SHAP produces a collection of feature weights that may be used to offer explanations for the model’s predictions. These weights factor in the interplay between features, offering a detailed and refined understanding of the model’s functioning. Essentially, SHAP determines the Shapley value for each feature as a participant within the trained model. This involves evaluating all potential feature combinations, which is time-intensive. However, it’s recognized that SHAP can be efficiently computed for models with tree-like structures.

Local interpretable model-agnostic explanations (LIME)

The term LIME is an abbreviation for “local interpretable model-agnostic explanations”. This method, irrespective of the underlying model, is used to investigate the connection between input parameters and the output of a pre-trained model44. Fundamentally, LIME operates by approximating the behavior of a complex model near a specific data point. It does so by training a simpler and more interpretable model, often a linear model, on a subset of the original data centered around the instance of interest45. The subset of data is formed by changing the instance’s characteristics while keeping the label constant. By observing how the simpler model behaves in these disrupted instances, we can understand how the original model might behave. The explanations offered by LIME for a given observation x are represented mathematically as46

$$\begin{aligned} \phi(x)=\operatorname*{argmin}_{g\in G} L(f,g,\pi_{x})+\Omega(g)\end{aligned}$$
(3)

In the given equation, G represents the collection of interpretable models, such as linear models and decision trees. The explanation, viewed as a model, is denoted by \(g\in G\). Meanwhile, f corresponds to the function mapping from \(\mathbb {R}^{d}\) to \(\mathbb {R}\). The term \(\pi _{x}(z)\) signifies the proximity measure between an instance z and x. The complexity measure of the explanation \(g\in G\) is captured by \(\Omega (g)\). LIME’s operational approach minimizes the loss function (L) without making assumptions about f. This is important since LIME’s distinguishing feature is its model-agnostic nature. The size of L indicates the difference between the approximation of f by g in the region described by \(\pi _x\), indicating the fidelity of the approximation. The steps involved in the LIME process are generally as follows43: (1) Select the specific data points for which an explanation of the model’s prediction is desired. (2) Create new data points by randomly perturbing the features of the selected instance while keeping the label constant. (3) Predict the outcome for each altered data point from the complex black-box model and record the related input features. (4) Train an interpretable model like an LR or DT using the input variables and target values. (5) The coefficients from the interpretable model provide insights into which features exert the most significant impact on the prediction for a given instance.

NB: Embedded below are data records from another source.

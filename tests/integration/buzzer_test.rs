//! Integration tests for the buzzer controller.

use super::audio_mock::{spawn_scheduler, MockOutput, MockProbe, ProbeAnswer};
use tournament_buzzer::alarm::{AfterBlowDelay, AlarmConfig, ProgressSimulator, RequestOutcome};
use tournament_buzzer::audio::{ToneCatalog, ToneId};
use tournament_buzzer::input::{
    Buzzer, Handled, KeyAction, KeyHandler, TriggerKey, BUSY_LABEL, READY_LABEL,
};

fn buzzer(output: MockOutput) -> Buzzer {
    let scheduler = spawn_scheduler(MockProbe::new(ProbeAnswer::Disconnected), output);
    Buzzer::new(scheduler, ProgressSimulator::default(), &AlarmConfig::default())
}

#[tokio::test(start_paused = true)]
async fn test_defaults_from_config() {
    let buzzer = buzzer(MockOutput::new());
    assert_eq!(buzzer.tone(), ToneId::First);
    assert_eq!(buzzer.delay(), AfterBlowDelay::Ms500);
    assert_eq!(buzzer.button_label(), READY_LABEL);
}

/// Accepted trigger starts a countdown over the same delay.
#[tokio::test(start_paused = true)]
async fn test_trigger_starts_matching_progress() {
    let buzzer = buzzer(MockOutput::new());

    let fired = buzzer.trigger(TriggerKey::Button).await.unwrap();
    assert_eq!(fired.outcome, RequestOutcome::Accepted);
    assert!(buzzer.is_busy());
    assert_eq!(buzzer.button_label(), BUSY_LABEL);

    let mut progress = fired.progress.unwrap();
    let mut last = None;
    while let Some(tick) = progress.next().await {
        assert_eq!(tick.total_ms, 500);
        last = Some(tick);
    }
    let last = last.unwrap();
    assert_eq!(last.fraction, 1.0);
    assert!(!last.running);

    buzzer.scheduler().wait_idle().await.unwrap();
    assert_eq!(buzzer.button_label(), READY_LABEL);
}

/// A dropped trigger leaves the running countdown alone.
#[tokio::test(start_paused = true)]
async fn test_dropped_trigger_has_no_progress() {
    let output = MockOutput::new();
    let buzzer = buzzer(output.clone());

    let first = buzzer.trigger(TriggerKey::VolumeUp).await.unwrap();
    let second = buzzer.trigger(TriggerKey::Camera).await.unwrap();

    assert_eq!(second.outcome, RequestOutcome::Dropped);
    assert!(second.progress.is_none());

    let progress = first.progress.unwrap();
    assert!(!progress.is_superseded());

    buzzer.scheduler().wait_idle().await.unwrap();
    assert_eq!(output.emissions().len(), 1);
}

#[tokio::test(start_paused = true)]
async fn test_selection_applies_to_next_trigger() {
    let output = MockOutput::new();
    let mut buzzer = buzzer(output.clone());
    let keys = KeyHandler::new();

    let action = keys.handle("t4").unwrap();
    assert!(matches!(
        buzzer.handle(action).await.unwrap(),
        Handled::ToneSelected(ToneId::Fourth)
    ));
    buzzer.handle(KeyAction::SelectDelay(AfterBlowDelay::None)).await.unwrap();
    buzzer.handle(KeyAction::NextDelay).await.unwrap();
    assert_eq!(buzzer.delay(), AfterBlowDelay::Ms100);

    let handled = buzzer.handle(keys.handle("").unwrap()).await.unwrap();
    let Handled::Fired(fired) = handled else {
        panic!("expected trigger");
    };
    assert_eq!(fired.outcome, RequestOutcome::Accepted);
    assert_eq!(fired.progress.unwrap().next().await.unwrap().total_ms, 100);

    buzzer.scheduler().wait_idle().await.unwrap();
    assert_eq!(
        output.emissions()[0].profile,
        ToneCatalog::standard().resolve(ToneId::Fourth)
    );
}

#[tokio::test(start_paused = true)]
async fn test_quit_and_help_pass_through() {
    let mut buzzer = buzzer(MockOutput::new());
    assert!(matches!(
        buzzer.handle(KeyAction::Quit).await.unwrap(),
        Handled::Quit
    ));
    assert!(matches!(
        buzzer.handle(KeyAction::ShowHelp).await.unwrap(),
        Handled::ShowHelp
    ));
}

The key advantage of LIME is its model-agnostic characteristics. It does not matter if you have a decision tree, a neural network, or any other type of classifier; LIME can be applied similarly to explain its predictions. However, it is important to mention that LIME provides local explanations, i.e., individual predictions. It does not necessarily capture the global behavior of the model.

Performance evaluation

The experimental procedure for implementing ML algorithms was executed exclusively in Python 3.9. The patients were divided into training and testing sets using a random allocation method, with a ratio of 7:3. Furthermore, to improve the performance of ML models, the researchers have incorporated the stratified k-fold cross-validation (SKCV) method, as described in Prusty et al.47. The primary advantage of SKCV is that it ensures that each fold retains the same proportion of each class as the whole dataset. This reduces the likelihood of creating a fold with very few instances of the minority class. By preserving the class distribution in each fold, SKCV provides a more reliable estimate of the model’s performance. This reduces the variance that might result from non-stratified k-fold cross-validation, especially in imbalanced scenarios48,49.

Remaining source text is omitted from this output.